Running the program pgm_02.rex as-is I get a Bus error: 10, whereas running it in Valgrind I get a Segmentation fault: 11 error. I have enclosed logs for both cases.
I suggest start reading the Valgrind log at
==2912== Process terminating with default action of signal 11 (SIGSEGV)
==2912== Bad permissions for mapped region at address 0x100E02C28
This points to specific ooRexx libraries. I hope this can shed some further light on the bug(s) reported by Rony. I will continue to run this test with more options to try to capture more detail of where it goes wrong.
PS in the Valgrind log this information:
Syscall param msg->desc.port.name points to uninitialised byte(s)
Emanates from a piece of code in syswrap-darwin.c (internal to Valgrind)
I have continued to run this test case and the crash is consistently showing up. I have tried to extract the most relevant parts from the Valgrind log (attached) Hopefully some of these names of methods in named libraries can ring a bell?
The first reported error is that there is a pointer (in the first thread/interpreter instance) socketcall.sendto(msg) that points to uninitialised byte(s)
The reason seems to be a chain of calls starting with RexxCreateSessionQueue (read from the bottom to the top) in librexxapi.5.0.0.dylib (The DLL in macOS)
--Begin Valgrind--
Syscall param socketcall.sendto(msg) points to uninitialised byte(s)
at sendto in /usr/lib/system/libsystem_kernel.dylib
in /Library/Frameworks/ooRexx.framework/Versions/A/Libraries/librexxapi.5.0.0.dylib
--End Valgrind--
The second reported error (in the first thread/interpreter instance) is
Interpreter::startInterpreter(Interpreter::InterpreterStartupMode)
in librexx.5.0.0.dylib
Caused by an uninitialised value created by a stack allocation by LocalAPIManager::establishServerConnection()
in librexxapi.5.0.0.dylib
--Begin Valgrind--
Interpreter::startInterpreter(Interpreter::InterpreterStartupMode)
in /Library/Frameworks/ooRexx.framework/Versions/A/Libraries/librexx.5.0.0.dylib
Address 0x7fff5fbfd452 is on thread 1's stack
in frame #6, created by LocalAPIManager::establishServerConnection() (???:)
Uninitialised value was created by a stack allocation
in /Library/Frameworks/ooRexx.framework/Versions/A/Libraries/librexxapi.5.0.0.dylib
--End Valgrind--
The actual crash occur the FIRST time a further thread is generated, Thread 1 is the first interpreter instance, Thread 2 is the first new one, the code in test_util.cls is this:
::method create class
use strict arg number=10000, useReply=.false -- number of objects to create
if useReply=.true then -- do it in another thread
reply <------------ The crash occurs HERE
do i=1 to number <-------- This line is never reached in Thread 2 (but the thread gets created)
self~new
if i//100=0 then .output~charout(".")
if i//1000=0 then .output~charout(i)
end
.output~say
The library is libsystem_pthread.dylib and the methods (?) are _pthread_body, _pthread_start and thread_start
--Begin Valgrind--
Thread 2:
Invalid read of size 4
at 0x10087D899: _pthread_body (in /usr/lib/system/libsystem_pthread.dylib)

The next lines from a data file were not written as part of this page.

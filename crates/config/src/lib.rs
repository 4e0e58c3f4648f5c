//! Configuration models and loaders for the pass predictor.

use std::collections::BTreeMap;
use std::path::{Path, PathBuf};

use pass_core::{InvalidInput, ObserverLocation, Roster, SatelliteCatalogEntry, SatelliteId};
use serde::Deserialize;
use thiserror::Error;

/// Top-level application settings, read from a TOML file.
#[derive(Debug, Deserialize, Clone, PartialEq)]
#[serde(default)]
pub struct AppConfig {
    /// Directory holding one `<designator>.tle` record per satellite.
    pub tle_dir: PathBuf,
    /// Roster file (`.toml`, `.yaml` or `.yml`).
    pub roster: PathBuf,
    /// Observer zone as `+HH:MM` / `-HH:MM`; the system zone when absent.
    pub utc_offset: Option<String>,
    pub observer: ObserverConfig,
    pub catalog: CatalogConfig,
    pub defaults: RequestDefaults,
}

impl Default for AppConfig {
    fn default() -> Self {
        Self {
            tle_dir: PathBuf::from("data/tle"),
            roster: PathBuf::from("configs/roster.toml"),
            utc_offset: None,
            observer: ObserverConfig::default(),
            catalog: CatalogConfig::default(),
            defaults: RequestDefaults::default(),
        }
    }
}

impl AppConfig {
    /// Parsed `utc_offset` in seconds east of UTC.
    pub fn utc_offset_seconds(&self) -> Result<Option<i32>, ConfigError> {
        self.utc_offset.as_deref().map(parse_utc_offset).transpose()
    }
}

/// Default ground station.
#[derive(Debug, Deserialize, Clone, Copy, PartialEq)]
#[serde(default)]
pub struct ObserverConfig {
    pub latitude: f64,
    pub longitude: f64,
    pub altitude_m: f64,
}

impl Default for ObserverConfig {
    fn default() -> Self {
        Self {
            latitude: 54.0078,
            longitude: -1.8560,
            altitude_m: 10.0,
        }
    }
}

impl ObserverConfig {
    pub fn location(&self) -> Result<ObserverLocation, ConfigError> {
        Ok(ObserverLocation::new(
            self.latitude,
            self.longitude,
            self.altitude_m,
        )?)
    }
}

/// Remote element-set catalog.
#[derive(Debug, Deserialize, Clone, PartialEq)]
#[serde(default)]
pub struct CatalogConfig {
    pub base_url: String,
    /// Query parameter that carries the designator.
    pub query_param: String,
    pub timeout_secs: u64,
}

impl Default for CatalogConfig {
    fn default() -> Self {
        Self {
            base_url: "https://celestrak.org/NORAD/elements/gp.php".to_string(),
            query_param: "INTDES".to_string(),
            timeout_secs: 10,
        }
    }
}

/// Values used when a request leaves a field unset.
#[derive(Debug, Deserialize, Clone, Copy, PartialEq)]
#[serde(default)]
pub struct RequestDefaults {
    pub horizon_days: u32,
    pub min_elevation_deg: f64,
    pub min_hour: u32,
    pub max_hour: u32,
}

impl Default for RequestDefaults {
    fn default() -> Self {
        Self {
            horizon_days: 7,
            min_elevation_deg: 10.0,
            min_hour: 0,
            max_hour: 24,
        }
    }
}

/// Errors that can occur while loading configuration files.
#[derive(Debug, Error)]
pub enum ConfigError {
    #[error("failed to read {path}: {source}")]
    Io {
        path: PathBuf,
        #[source]
        source: std::io::Error,
    },
    #[error("failed to parse YAML: {0}")]
    Parse(#[from] serde_yaml::Error),
    #[error("failed to parse TOML: {0}")]
    Toml(#[from] toml::de::Error),
    #[error("unsupported roster format `{0}` (expected .toml, .yaml or .yml)")]
    UnsupportedFormat(PathBuf),
    #[error("roster is empty")]
    EmptyRoster,
    #[error(transparent)]
    Invalid(#[from] InvalidInput),
}

/// Load the application config from a TOML file.
pub fn load_app_config<P: AsRef<Path>>(path: P) -> Result<AppConfig, ConfigError> {
    let contents = read(path.as_ref())?;
    Ok(toml::from_str(&contents)?)
}

/// Load the designator to display-name roster.
///
/// TOML rosters are a flat table (`"33591" = "NOAA 19"`); YAML rosters a
/// flat mapping.
pub fn load_roster<P: AsRef<Path>>(path: P) -> Result<Roster, ConfigError> {
    let path = path.as_ref();
    let contents = read(path)?;
    let raw: BTreeMap<String, String> = match path.extension().and_then(|ext| ext.to_str()) {
        Some("toml") => toml::from_str(&contents)?,
        Some("yaml" | "yml") => serde_yaml::from_str(&contents)?,
        _ => return Err(ConfigError::UnsupportedFormat(path.to_path_buf())),
    };
    roster_from_map(raw)
}

fn roster_from_map(raw: BTreeMap<String, String>) -> Result<Roster, ConfigError> {
    if raw.is_empty() {
        return Err(ConfigError::EmptyRoster);
    }
    let entries = raw
        .into_iter()
        .map(|(id, name)| -> Result<SatelliteCatalogEntry, ConfigError> {
            Ok(SatelliteCatalogEntry {
                id: SatelliteId::new(id)?,
                name,
            })
        })
        .collect::<Result<Vec<_>, _>>()?;
    Ok(Roster::from_entries(entries))
}

fn read(path: &Path) -> Result<String, ConfigError> {
    std::fs::read_to_string(path).map_err(|source| ConfigError::Io {
        path: path.to_path_buf(),
        source,
    })
}

fn parse_utc_offset(raw: &str) -> Result<i32, ConfigError> {
    let invalid = || InvalidInput::new("utc_offset", format!("`{raw}` is not +HH:MM or -HH:MM"));
    let (sign, rest) = match raw.as_bytes().first() {
        Some(b'+') => (1, &raw[1..]),
        Some(b'-') => (-1, &raw[1..]),
        _ => return Err(invalid().into()),
    };
    let (hours, minutes) = rest.split_once(':').ok_or_else(invalid)?;
    let hours: i32 = hours.parse().map_err(|_| invalid())?;
    let minutes: i32 = minutes.parse().map_err(|_| invalid())?;
    if hours > 23 || !(0..60).contains(&minutes) {
        return Err(invalid().into());
    }
    Ok(sign * (hours * 3_600 + minutes * 60))
}
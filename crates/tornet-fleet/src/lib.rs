//! Fleet management for a private Tor testbed.
//!
//! This crate provisions, tracks and tears down the role-tagged containers
//! that together form a private Tor network: directory authorities, relays,
//! exit relays, clients and hidden services.
//!
//! # Overview
//!
//! The fleet handles:
//! - **Registry**: a JSON document recording every unit's name, runtime
//!   handle, role, status and overlay address
//! - **Address allocation**: picking a free overlay address for each new unit
//! - **Unit lifecycle**: create, start, stop and remove against a container
//!   runtime, recording every transition
//! - **Topology restarts**: restarting the whole fleet when directory
//!   authority membership changes
//!
//! # Architecture
//!
//! - [`registry`]: file-backed registry with locked read-modify-write cycles
//! - [`allocator`]: subnet parsing and bounded random address allocation
//! - [`runtime`]: the runtime trait and its Docker implementation
//! - [`lifecycle`]: the lifecycle manager
//! - [`topology`]: the restart policy
//! - [`inspect`]: reading torrc and onion names out of units
//! - [`unit`]: roles, statuses and registry entries
//! - [`error`]: error types
//!
//! # Example
//!
//! ```ignore
//! use std::sync::Arc;
//! use tornet_fleet::{
//!     CreateOptions, DockerRuntime, LifecycleConfig, LifecycleManager, Registry, Role,
//! };
//!
//! #[tokio::main]
//! async fn main() -> anyhow::Result<()> {
//!     let runtime = Arc::new(DockerRuntime::new().await?);
//!     let registry = Registry::open("/var/lib/tornet/status.json");
//!     let fleet = LifecycleManager::new(runtime, registry, LifecycleConfig::default());
//!
//!     // Three authorities; the fleet restarts once after the batch
//!     fleet.add(Role::DirectoryAuthority, 3, &CreateOptions::new()).await?;
//!     fleet.add(Role::Relay, 5, &CreateOptions::new()).await?;
//!
//!     for entry in fleet.registry().list()? {
//!         println!("{} {} {}", entry.name, entry.role, entry.address);
//!     }
//!
//!     fleet.teardown().await?;
//!     Ok(())
//! }
//! ```

#![warn(missing_docs)]
#![warn(rustdoc::missing_crate_level_docs)]

pub mod allocator;
pub mod error;
pub mod inspect;
pub mod lifecycle;
pub mod registry;
pub mod runtime;
pub mod topology;
pub mod unit;

// Re-export commonly used types at the crate root
pub use allocator::{AddressAllocator, AddressRange, AllocationPolicy, Subnet};
pub use error::{FleetError, Result};
pub use inspect::FleetInspector;
pub use lifecycle::{
    AddOutcome, CleanupStatus, CreateOptions, HiddenServiceOptions, LifecycleConfig,
    LifecycleManager, ReadinessProbe, RemovalOutcome,
};
pub use registry::Registry;
pub use runtime::{DockerRuntime, DockerRuntimeConfig, ExecOutput, SharedRuntime, UnitRuntime, UnitSpec};
pub use topology::{RestartSummary, TopologyRestartPolicy};
pub use unit::{Role, UnitEntry, UnitStatus};
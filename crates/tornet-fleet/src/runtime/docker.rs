//! Docker runtime implementation.
//!
//! Talks to the local Docker daemon through bollard. Each unit is one
//! container attached to a user-defined network with a fixed IPv4 address.

use async_trait::async_trait;
use bollard::container::{
    Config, CreateContainerOptions, LogOutput, NetworkingConfig, RemoveContainerOptions,
    StartContainerOptions, StopContainerOptions,
};
use bollard::errors::Error as DockerError;
use bollard::exec::{CreateExecOptions, StartExecResults};
use bollard::models::{EndpointIpamConfig, EndpointSettings, HostConfig, PortBinding};
use bollard::network::InspectNetworkOptions;
use bollard::volume::{CreateVolumeOptions, RemoveVolumeOptions};
use bollard::Docker;
use futures::StreamExt;
use serde::{Deserialize, Serialize};
use std::collections::HashMap;
use tracing::{debug, info, warn};

use crate::allocator::Subnet;
use crate::error::{FleetError, Result};
use crate::runtime::r#trait::{ExecOutput, UnitRuntime, UnitSpec};

/// Configuration for the Docker runtime.
#[derive(Debug, Clone, Serialize, Deserialize)]
pub struct DockerRuntimeConfig {
    /// Seconds the daemon waits for a unit to stop before killing it.
    pub stop_timeout_secs: i64,

    /// Whether removal kills a unit that is still running.
    pub force_remove: bool,

    /// Whether to verify the daemon connection on startup.
    pub ping_on_connect: bool,
}

impl Default for DockerRuntimeConfig {
    fn default() -> Self {
        Self {
            stop_timeout_secs: 10,
            force_remove: true,
            ping_on_connect: true,
        }
    }
}

impl DockerRuntimeConfig {
    /// Creates a new configuration builder.
    pub fn builder() -> DockerRuntimeConfigBuilder {
        DockerRuntimeConfigBuilder::default()
    }
}

/// Builder for `DockerRuntimeConfig`.
#[derive(Debug, Default)]
pub struct DockerRuntimeConfigBuilder {
    config: DockerRuntimeConfig,
}

impl DockerRuntimeConfigBuilder {
    /// Sets the stop timeout.
    pub fn stop_timeout_secs(mut self, secs: i64) -> Self {
        self.config.stop_timeout_secs = secs;
        self
    }

    /// Sets whether removal is forced.
    pub fn force_remove(mut self, force: bool) -> Self {
        self.config.force_remove = force;
        self
    }

    /// Sets whether to ping the daemon on connect.
    pub fn ping_on_connect(mut self, ping: bool) -> Self {
        self.config.ping_on_connect = ping;
        self
    }

    /// Builds the configuration.
    pub fn build(self) -> DockerRuntimeConfig {
        self.config
    }
}

/// Docker-backed unit runtime.
pub struct DockerRuntime {
    /// Docker client.
    docker: Docker,

    /// Runtime configuration.
    config: DockerRuntimeConfig,
}

impl DockerRuntime {
    /// Connects to the local daemon with default configuration.
    pub async fn new() -> Result<Self> {
        Self::with_config(DockerRuntimeConfig::default()).await
    }

    /// Connects to the local daemon with the given configuration.
    pub async fn with_config(config: DockerRuntimeConfig) -> Result<Self> {
        let docker = Docker::connect_with_local_defaults()?;

        if config.ping_on_connect {
            docker.ping().await?;
        }

        info!("Connected to Docker daemon");

        Ok(Self { docker, config })
    }
}

fn is_status(err: &DockerError, code: u16) -> bool {
    matches!(err, DockerError::DockerResponseServerError { status_code, .. } if *status_code == code)
}

#[async_trait]
impl UnitRuntime for DockerRuntime {
    async fn create(&self, spec: &UnitSpec) -> Result<String> {
        let exposed_ports: Option<HashMap<String, HashMap<(), ()>>> = spec.port.map(|p| {
            [(format!("{}/tcp", p.unit_port), HashMap::new())]
                .into_iter()
                .collect()
        });

        let port_bindings: Option<HashMap<String, Option<Vec<PortBinding>>>> =
            spec.port.map(|p| {
                let binding = PortBinding {
                    host_ip: None,
                    host_port: Some(p.host_port.to_string()),
                };
                [(format!("{}/tcp", p.unit_port), Some(vec![binding]))]
                    .into_iter()
                    .collect()
            });

        let host_config = HostConfig {
            binds: Some(spec.volumes.iter().map(|v| v.to_bind()).collect()),
            port_bindings,
            network_mode: Some(spec.network.clone()),
            ..Default::default()
        };

        let endpoint = EndpointSettings {
            ipam_config: Some(EndpointIpamConfig {
                ipv4_address: Some(spec.address.to_string()),
                ..Default::default()
            }),
            ..Default::default()
        };

        let config = Config {
            image: Some(spec.image.clone()),
            hostname: Some(spec.name.clone()),
            env: Some(spec.env_list()),
            exposed_ports,
            host_config: Some(host_config),
            networking_config: Some(NetworkingConfig {
                endpoints_config: [(spec.network.clone(), endpoint)].into_iter().collect(),
            }),
            ..Default::default()
        };

        let options = CreateContainerOptions {
            name: spec.name.as_str(),
            platform: None,
        };

        let response = self
            .docker
            .create_container(Some(options), config)
            .await
            .map_err(|e| FleetError::unit_creation_failed(&spec.name, e.to_string()))?;

        info!(
            container = %spec.name,
            id = %response.id,
            address = %spec.address,
            "Created container"
        );

        Ok(response.id)
    }

    async fn start(&self, runtime_id: &str) -> Result<()> {
        self.docker
            .start_container(runtime_id, None::<StartContainerOptions<String>>)
            .await
            .map_err(|e| FleetError::unit_start_failed(runtime_id, e.to_string()))?;
        debug!(container = %runtime_id, "Started container");
        Ok(())
    }

    async fn stop(&self, runtime_id: &str) -> Result<()> {
        let options = StopContainerOptions {
            t: self.config.stop_timeout_secs,
        };
        self.docker
            .stop_container(runtime_id, Some(options))
            .await
            .map_err(|e| {
                if is_status(&e, 304) {
                    FleetError::unit_stop_failed(runtime_id, "already stopped")
                } else {
                    FleetError::unit_stop_failed(runtime_id, e.to_string())
                }
            })?;
        debug!(container = %runtime_id, "Stopped container");
        Ok(())
    }

    async fn remove(&self, runtime_id: &str) -> Result<()> {
        let options = RemoveContainerOptions {
            force: self.config.force_remove,
            ..Default::default()
        };
        self.docker
            .remove_container(runtime_id, Some(options))
            .await
            .map_err(|e| FleetError::unit_removal_failed(runtime_id, e.to_string()))?;
        info!(container = %runtime_id, "Removed container");
        Ok(())
    }

    async fn exec(&self, runtime_id: &str, cmd: &[&str]) -> Result<ExecOutput> {
        debug!(container = %runtime_id, cmd = ?cmd, "Executing command");

        let exec_options = CreateExecOptions {
            cmd: Some(cmd.iter().map(|s| s.to_string()).collect()),
            attach_stdout: Some(true),
            attach_stderr: Some(true),
            ..Default::default()
        };

        let exec = self
            .docker
            .create_exec(runtime_id, exec_options)
            .await
            .map_err(|e| FleetError::exec_failed(runtime_id, e.to_string()))?;

        let start_result = self.docker.start_exec(&exec.id, None).await?;

        let mut stdout = String::new();
        let mut stderr = String::new();

        if let StartExecResults::Attached { mut output, .. } = start_result {
            while let Some(result) = output.next().await {
                match result {
                    Ok(LogOutput::StdOut { message }) => {
                        stdout.push_str(&String::from_utf8_lossy(&message));
                    }
                    Ok(LogOutput::StdErr { message }) => {
                        stderr.push_str(&String::from_utf8_lossy(&message));
                    }
                    Ok(_) => {}
                    Err(e) => {
                        return Err(FleetError::exec_failed(runtime_id, e.to_string()));
                    }
                }
            }
        }

        let exec_inspect = self.docker.inspect_exec(&exec.id).await?;
        let exit_code = exec_inspect.exit_code.unwrap_or(-1) as i32;

        Ok(ExecOutput {
            stdout,
            stderr,
            exit_code,
        })
    }

    async fn subnet(&self, network: &str) -> Result<Subnet> {
        let inspect = self
            .docker
            .inspect_network(network, None::<InspectNetworkOptions<String>>)
            .await
            .map_err(|e| {
                if is_status(&e, 404) {
                    FleetError::network_not_found(network)
                } else {
                    FleetError::DockerApi(e)
                }
            })?;

        let subnet = inspect
            .ipam
            .and_then(|ipam| ipam.config)
            .into_iter()
            .flatten()
            .filter_map(|config| config.subnet)
            .find(|subnet| !subnet.contains(':'))
            .ok_or_else(|| {
                FleetError::configuration(format!("network {network} has no IPv4 subnet"))
            })?;

        debug!(network = %network, subnet = %subnet, "Resolved network subnet");
        subnet.parse()
    }

    async fn reset_volume(&self, volume: &str) -> Result<()> {
        match self
            .docker
            .remove_volume(volume, Some(RemoveVolumeOptions { force: true }))
            .await
        {
            Ok(()) => info!(volume = %volume, "Removed volume"),
            Err(e) if is_status(&e, 404) => {
                warn!(volume = %volume, "Volume did not exist");
            }
            Err(e) => return Err(e.into()),
        }

        let options = CreateVolumeOptions {
            name: volume,
            ..Default::default()
        };
        self.docker.create_volume(options).await?;
        info!(volume = %volume, "Created volume");
        Ok(())
    }
}

#[cfg(test)]
mod tests {
    use super::*;

    #[test]
    fn test_config_builder() {
        let config = DockerRuntimeConfig::builder()
            .stop_timeout_secs(3)
            .force_remove(false)
            .ping_on_connect(false)
            .build();

        assert_eq!(config.stop_timeout_secs, 3);
        assert!(!config.force_remove);
        assert!(!config.ping_on_connect);
    }

    #[test]
    fn test_default_config() {
        let config = DockerRuntimeConfig::default();
        assert_eq!(config.stop_timeout_secs, 10);
        assert!(config.force_remove);
    }

    #[test]
    fn test_status_matching() {
        let err = DockerError::DockerResponseServerError {
            status_code: 404,
            message: "no such network".to_string(),
        };
        assert!(is_status(&err, 404));
        assert!(!is_status(&err, 304));
    }
}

by 0x10087D886: _pthread_start (in /usr/lib/system/libsystem_pthread.dylib)
by 0x10087D08C: thread_start (in /usr/lib/system/libsystem_pthread.dylib)
Address 0x18 is not stack'd, malloc'd or (recently) free'd
--End Valgrind--
I will continue to drill deeper, I assume I can get hold of the source for all the libraries above?
There are also 4 warnings from the compiler when creating the testcase
test_gc.cpp:192:45: warning: format specifies type 'int' but the argument has
type 'logical_t' (aka 'unsigned long') [-Wformat]
instance, rc, rtc, pgmName, args, resu...
It does not look worrying but I will try to silence it and see if it makes a difference.
If there is ANYTHING you want me to test further just let me know.
Unfortunately, this crash still occurs on the tested Windows (32-bit) and on Linux (64-bit)!
Enclosed please find the updated zip-archive, the full Linux thread stack traces and the full Windows stack trace.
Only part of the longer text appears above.